Bernard Devos

Troubles à Bruxelles: « Ni excuse, ni explication »… Vraiment ?

Bernard Devos Délégué-général aux droits de l’enfant

 » Ni excuse, ni explication « … Tels étaient les mots du bourgmestre de Bruxelles au journal télévisé de la RTBF au lendemain des troubles qui ont émaillé la soirée de la qualification du Maroc pour la prochaine coupe du monde de football. S’il est indispensable de faire en sorte que ces faits ne restent pas impunis, comme l’ont unanimement réclamé l’ensemble des partis politiques du pays, il est tout aussi important d’analyser et de comprendre le contexte et les circonstances dans lesquels ces événements se sont déroulés.

Suite à une opération inédite de collectes de témoignages filmés par de simples citoyens, plusieurs individus ont pu être arrêtés, identifiés et presque jugés avant même que la Justice ne puisse faire son travail. Selon les informations disponibles, il semble que plusieurs mineurs d’âge figurent au nombre des inculpés, venant tantôt du quartier où ont eu lieu les dégâts, tantôt d’autres communes de la Région de Bruxelles-Capitale et de communes périphériques. N’étant ni proche ni associé à l’enquête, je ne sais rien de plus sur ces jeunes fauteurs de troubles. Mais j’en ai rencontré beaucoup de semblables qui ont été jugés par la justice après de multiples faits, parfois très graves, et dont le parcours mouvementé ne trouve souvent de trêve que lorsqu’il est trop tard.
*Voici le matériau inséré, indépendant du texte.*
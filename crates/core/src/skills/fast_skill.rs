//! # Fast Skills
//!
//! Compressed path for low-complexity prompts: FastDev implements and
//! self-checks in one call, FastFinish commits.

use super::finalizer_skill::{finalize, FinalizeOutput};
use super::implementer_skill::{
    apply_changes, continued_session, task_section, ImplementationOutput,
};
use super::SkillContext;
use crate::error::StageError;
use crate::models::AgentTool;
use crate::state::PipelineState;
use crate::swarm::pipeline::Stage;

pub const DEV_MAX_TURNS: u32 = 40;
pub const FINISH_MAX_TURNS: u32 = 10;

pub struct FastDevSkill;

impl FastDevSkill {
    pub fn build_prompt(state: &PipelineState) -> String {
        format!(
            "{}\nThere is no separate planning or verification stage. Make the change, \
             then run the most relevant tests or a build and fix what they reveal.\n",
            task_section(state)
        )
    }

    pub async fn run(
        state: &mut PipelineState,
        ctx: &SkillContext<'_>,
    ) -> Result<ImplementationOutput, StageError> {
        let prompt = Self::build_prompt(state);
        let mut request = ctx.request(state, Stage::FastDev, prompt, AgentTool::ALL, DEV_MAX_TURNS);
        request.resume_session = continued_session(state);

        let invocation = ctx.invoke::<ImplementationOutput>(request).await?;
        Ok(apply_changes(state, Stage::FastDev, invocation))
    }
}

pub struct FastFinishSkill;

impl FastFinishSkill {
    pub async fn run(
        state: &mut PipelineState,
        ctx: &SkillContext<'_>,
    ) -> Result<FinalizeOutput, StageError> {
        finalize(state, ctx, Stage::FastFinish, FINISH_MAX_TURNS).await
    }
}
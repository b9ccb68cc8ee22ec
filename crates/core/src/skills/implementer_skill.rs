//! # Implementer Skill
//!
//! Applies the plan. On a continuation it works from the previous task's
//! change list instead, and resumes that task's code-writing conversation.
//!
//! `ImplementationOutput` is shared by every code-writing stage (Fixing,
//! FastDev and Simple reply with the same shape).

use super::SkillContext;
use crate::agent::{AgentOutput, Invocation};
use crate::error::StageError;
use crate::models::AgentTool;
use crate::state::{ChangeRecord, PipelineState};
use crate::swarm::continuation;
use crate::swarm::pipeline::Stage;
use schemars::JsonSchema;
use serde::{Deserialize, Serialize};

pub const MAX_TURNS: u32 = 50;

/// Output from any code-writing stage
#[derive(Debug, Clone, Serialize, Deserialize, JsonSchema)]
pub struct ImplementationOutput {
    /// One entry per file touched
    pub changes: Vec<ChangeRecord>,
    pub summary: String,
}

impl AgentOutput for ImplementationOutput {
    fn validate(&self) -> Result<(), String> {
        if self.changes.iter().any(|c| c.file.trim().is_empty()) {
            return Err("change record with an empty file path".to_string());
        }
        Ok(())
    }
}

/// Task header: the continuation prompt when resuming, the plain prompt otherwise
pub(crate) fn task_section(state: &PipelineState) -> String {
    match &state.previous {
        Some(previous) => continuation::build_continuation_prompt(&state.prompt, previous),
        None => format!("## Task\n\n{}\n", state.prompt.trim()),
    }
}

/// Session a first code-writing stage resumes, if continuing
pub(crate) fn continued_session(state: &PipelineState) -> Option<String> {
    state
        .previous
        .as_ref()
        .and_then(continuation::resume_session)
}

/// Store the session and append the reported changes
pub(crate) fn apply_changes(
    state: &mut PipelineState,
    stage: Stage,
    invocation: Invocation<ImplementationOutput>,
) -> ImplementationOutput {
    state.sessions.set(stage, invocation.session_id);
    state.changes.extend(invocation.parsed.changes.iter().cloned());
    tracing::info!(
        task_id = %state.task_id,
        stage = %stage,
        changes = invocation.parsed.changes.len(),
        "Changes applied"
    );
    invocation.parsed
}

pub struct ImplementerSkill;

impl ImplementerSkill {
    /// Fails with `MissingPlan` when there is neither a plan nor a previous task
    pub fn build_prompt(state: &PipelineState) -> Result<String, StageError> {
        if state.plan.is_none() && state.previous.is_none() {
            return Err(StageError::MissingPlan);
        }

        let mut prompt = task_section(state);
        if let Some(plan) = &state.plan {
            prompt.push_str("\n## Plan\n\n");
            prompt.push_str(&plan.render());
        }
        if !state.relevant_files.is_empty() {
            prompt.push_str("\n## Relevant files\n\n");
            for file in &state.relevant_files {
                prompt.push_str(&format!("- {}\n", file.path));
            }
        }
        Ok(prompt)
    }

    pub async fn run(
        state: &mut PipelineState,
        ctx: &SkillContext<'_>,
    ) -> Result<ImplementationOutput, StageError> {
        let prompt = Self::build_prompt(state)?;
        let mut request = ctx.request(state, Stage::Implementing, prompt, AgentTool::ALL, MAX_TURNS);
        request.resume_session = continued_session(state);

        let invocation = ctx.invoke::<ImplementationOutput>(request).await?;
        Ok(apply_changes(state, Stage::Implementing, invocation))
    }
}

#[cfg(test)]
mod tests {
    use super::*;
    use crate::models::AgentModel;
    use crate::state::{ChangeAction, Plan, PlanStep, PreviousTaskContext, SessionIds};
    use crate::swarm::pipeline::PipelineMode;

    fn state() -> PipelineState {
        PipelineState::new("t", "Add greet()", ".", AgentModel::Sonnet, PipelineMode::Full)
    }

    #[test]
    fn test_missing_plan() {
        let err = ImplementerSkill::build_prompt(&state()).unwrap_err();
        assert!(matches!(err, StageError::MissingPlan));
    }

    #[test]
    fn test_prompt_includes_plan() {
        let mut state = state();
        state.plan = Some(Plan {
            summary: "Add a greeting".to_string(),
            steps: vec![PlanStep {
                file: "src/lib.rs".to_string(),
                description: "add greet()".to_string(),
            }],
        });
        let prompt = ImplementerSkill::build_prompt(&state).unwrap();
        assert!(prompt.starts_with("## Task"));
        assert!(prompt.contains("1. src/lib.rs: add greet()"));
    }

    #[test]
    fn test_continuation_needs_no_plan() {
        let mut state = state();
        let mut sessions = SessionIds::default();
        sessions.set(Stage::Implementing, "impl-prev");
        state.previous = Some(PreviousTaskContext {
            task_id: "prev".to_string(),
            changes: vec![ChangeRecord::new("a.ts", ChangeAction::Modified, "fix bug")],
            sessions,
        });

        let prompt = ImplementerSkill::build_prompt(&state).unwrap();
        assert!(prompt.contains("a.ts (modified): fix bug"));
        assert_eq!(continued_session(&state).as_deref(), Some("impl-prev"));
    }

    #[test]
    fn test_output_shape() {
        let json = r#"{"changes": [{"file": "a.ts", "action": "deleted", "summary": "dead"}], "summary": "s"}"#;
        let output: ImplementationOutput = serde_json::from_str(json).unwrap();
        assert_eq!(output.changes[0].action, ChangeAction::Deleted);
        assert!(output.validate().is_ok());
    }
}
Et qu’ai-je retenu de leurs rencontres ? D’abord qu’il est impossible de généraliser. Chaque parcours est unique et il serait très présomptueux de laisser croire qu’il existe une technique, une stratégie particulière qui « collerait » à tous les individus et qui nous permettrait d’éviter d’avoir à gérer des soucis d’adolescence, petits ou grands ! Ensuite que nombre d’entre eux ont commencé par désapprouver l’usage de la violence avant de voir leur résistance morale s’effacer progressivement sous l’effet de frustrations diverses : privations matérielles, stigmatisation excessive (outrancière ?) de leurs origines, dépréciation et relégation scolaire, sentiment d’impuissance et horizon professionnel bouché sont, parmi d’autres, les injustices auxquelles ils ont conscience d’être particulièrement exposés.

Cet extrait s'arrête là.